Description of the task
Could you print every record below exactly as it appears?
Materials provided below:
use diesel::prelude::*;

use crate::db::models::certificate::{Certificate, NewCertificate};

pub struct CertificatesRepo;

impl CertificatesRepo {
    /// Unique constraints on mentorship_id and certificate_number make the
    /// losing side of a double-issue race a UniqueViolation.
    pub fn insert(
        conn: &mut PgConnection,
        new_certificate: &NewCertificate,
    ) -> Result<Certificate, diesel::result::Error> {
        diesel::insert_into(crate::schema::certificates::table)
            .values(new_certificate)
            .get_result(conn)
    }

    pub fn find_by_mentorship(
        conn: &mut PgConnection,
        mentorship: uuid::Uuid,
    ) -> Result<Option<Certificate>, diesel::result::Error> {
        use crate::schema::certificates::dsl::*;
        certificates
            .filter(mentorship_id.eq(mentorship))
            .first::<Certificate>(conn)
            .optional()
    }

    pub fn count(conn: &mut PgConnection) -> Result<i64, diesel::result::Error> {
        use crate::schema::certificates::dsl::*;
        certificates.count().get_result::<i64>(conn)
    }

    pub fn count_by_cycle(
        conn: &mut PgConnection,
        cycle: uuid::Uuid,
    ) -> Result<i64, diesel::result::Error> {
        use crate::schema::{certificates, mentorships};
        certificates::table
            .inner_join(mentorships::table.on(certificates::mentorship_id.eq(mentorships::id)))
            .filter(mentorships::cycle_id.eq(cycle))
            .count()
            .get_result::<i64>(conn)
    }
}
End of Materials provided.
Result of this task
use diesel::prelude::*;

use crate::db::models::certificate::{Certificate, NewCertificate};

pub struct CertificatesRepo;

impl CertificatesRepo {
    /// Unique constraints on mentorship_id and certificate_number make the
    /// losing side of a double-issue race a UniqueViolation.
    pub fn insert(
        conn: &mut PgConnection,
        new_certificate: &NewCertificate,
    ) -> Result<Certificate, diesel::result::Error> {
        diesel::insert_into(crate::schema::certificates::table)
            .values(new_certificate)
            .get_result(conn)
    }

    pub fn find_by_mentorship(
        conn: &mut PgConnection,
        mentorship: uuid::Uuid,
    ) -> Result<Option<Certificate>, diesel::result::Error> {
        use crate::schema::certificates::dsl::*;
        certificates
            .filter(mentorship_id.eq(mentorship))
            .first::<Certificate>(conn)
            .optional()
    }

    pub fn count(conn: &mut PgConnection) -> Result<i64, diesel::result::Error> {
        use crate::schema::certificates::dsl::*;
        certificates.count().get_result::<i64>(conn)
    }

    pub fn count_by_cycle(
        conn: &mut PgConnection,
        cycle: uuid::Uuid,
    ) -> Result<i64, diesel::result::Error> {
        use crate::schema::{certificates, mentorships};
        certificates::table
            .inner_join(mentorships::table.on(certificates::mentorship_id.eq(mentorships::id)))
            .filter(mentorships::cycle_id.eq(cycle))
            .count()
            .get_result::<i64>(conn)
    }
}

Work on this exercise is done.